*** Block opens ***

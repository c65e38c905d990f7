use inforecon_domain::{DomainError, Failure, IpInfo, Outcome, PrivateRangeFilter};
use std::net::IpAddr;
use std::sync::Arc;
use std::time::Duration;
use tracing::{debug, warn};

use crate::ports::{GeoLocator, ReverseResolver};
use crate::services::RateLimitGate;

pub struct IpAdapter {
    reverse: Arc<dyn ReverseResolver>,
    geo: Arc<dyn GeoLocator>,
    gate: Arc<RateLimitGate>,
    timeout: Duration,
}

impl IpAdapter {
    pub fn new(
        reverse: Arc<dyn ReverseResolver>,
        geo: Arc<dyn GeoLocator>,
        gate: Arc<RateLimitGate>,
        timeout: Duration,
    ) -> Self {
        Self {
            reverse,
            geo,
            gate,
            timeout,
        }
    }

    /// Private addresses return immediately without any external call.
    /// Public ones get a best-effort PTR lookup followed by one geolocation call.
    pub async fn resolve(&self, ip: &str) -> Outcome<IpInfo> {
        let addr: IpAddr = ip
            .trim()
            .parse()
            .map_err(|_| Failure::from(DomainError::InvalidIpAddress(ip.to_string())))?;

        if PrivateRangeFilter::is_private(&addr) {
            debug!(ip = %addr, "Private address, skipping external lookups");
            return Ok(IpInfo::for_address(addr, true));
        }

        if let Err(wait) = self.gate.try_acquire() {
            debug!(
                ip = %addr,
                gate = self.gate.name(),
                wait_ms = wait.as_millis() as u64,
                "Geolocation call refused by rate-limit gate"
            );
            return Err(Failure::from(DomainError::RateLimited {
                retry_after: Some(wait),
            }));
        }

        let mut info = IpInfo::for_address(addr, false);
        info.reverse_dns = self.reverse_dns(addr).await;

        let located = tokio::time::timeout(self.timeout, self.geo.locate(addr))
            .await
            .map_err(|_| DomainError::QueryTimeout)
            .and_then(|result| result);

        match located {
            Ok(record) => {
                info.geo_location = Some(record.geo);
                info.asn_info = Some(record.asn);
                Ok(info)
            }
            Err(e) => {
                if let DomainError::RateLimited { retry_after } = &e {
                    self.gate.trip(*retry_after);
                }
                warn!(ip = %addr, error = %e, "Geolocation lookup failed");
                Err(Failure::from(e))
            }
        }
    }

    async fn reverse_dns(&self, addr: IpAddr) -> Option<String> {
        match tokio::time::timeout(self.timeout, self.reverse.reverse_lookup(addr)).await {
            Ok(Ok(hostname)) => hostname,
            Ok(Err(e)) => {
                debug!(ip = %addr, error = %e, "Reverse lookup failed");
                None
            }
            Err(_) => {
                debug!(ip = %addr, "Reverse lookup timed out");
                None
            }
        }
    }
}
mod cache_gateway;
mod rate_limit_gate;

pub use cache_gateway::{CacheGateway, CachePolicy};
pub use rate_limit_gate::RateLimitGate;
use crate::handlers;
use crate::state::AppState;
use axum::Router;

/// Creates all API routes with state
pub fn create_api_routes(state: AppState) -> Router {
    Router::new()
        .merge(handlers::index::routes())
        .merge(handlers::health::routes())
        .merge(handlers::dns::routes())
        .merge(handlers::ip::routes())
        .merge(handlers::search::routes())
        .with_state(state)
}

*** Block closes ***
*** Block opens ***

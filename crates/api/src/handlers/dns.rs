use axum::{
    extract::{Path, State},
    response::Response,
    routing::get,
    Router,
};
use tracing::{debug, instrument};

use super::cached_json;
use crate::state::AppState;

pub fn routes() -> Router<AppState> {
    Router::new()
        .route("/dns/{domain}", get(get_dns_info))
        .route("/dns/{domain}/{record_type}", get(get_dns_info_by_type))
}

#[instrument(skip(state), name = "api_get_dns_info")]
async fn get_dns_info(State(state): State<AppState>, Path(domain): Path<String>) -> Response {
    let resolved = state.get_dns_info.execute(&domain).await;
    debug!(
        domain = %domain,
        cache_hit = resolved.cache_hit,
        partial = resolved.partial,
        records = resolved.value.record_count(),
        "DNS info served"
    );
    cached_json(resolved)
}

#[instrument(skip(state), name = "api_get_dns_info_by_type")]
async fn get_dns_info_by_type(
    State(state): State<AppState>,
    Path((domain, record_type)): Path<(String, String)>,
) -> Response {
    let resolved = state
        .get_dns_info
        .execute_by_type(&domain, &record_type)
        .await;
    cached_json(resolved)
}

*** Block closes ***

**ASSIGNMENT**
Display every line of the listing that contains the string "failed".

**REPLY TO THE TASK**
                warn!(ip = %addr, error = %e, "Geolocation lookup failed");
                debug!(ip = %addr, error = %e, "Reverse lookup failed");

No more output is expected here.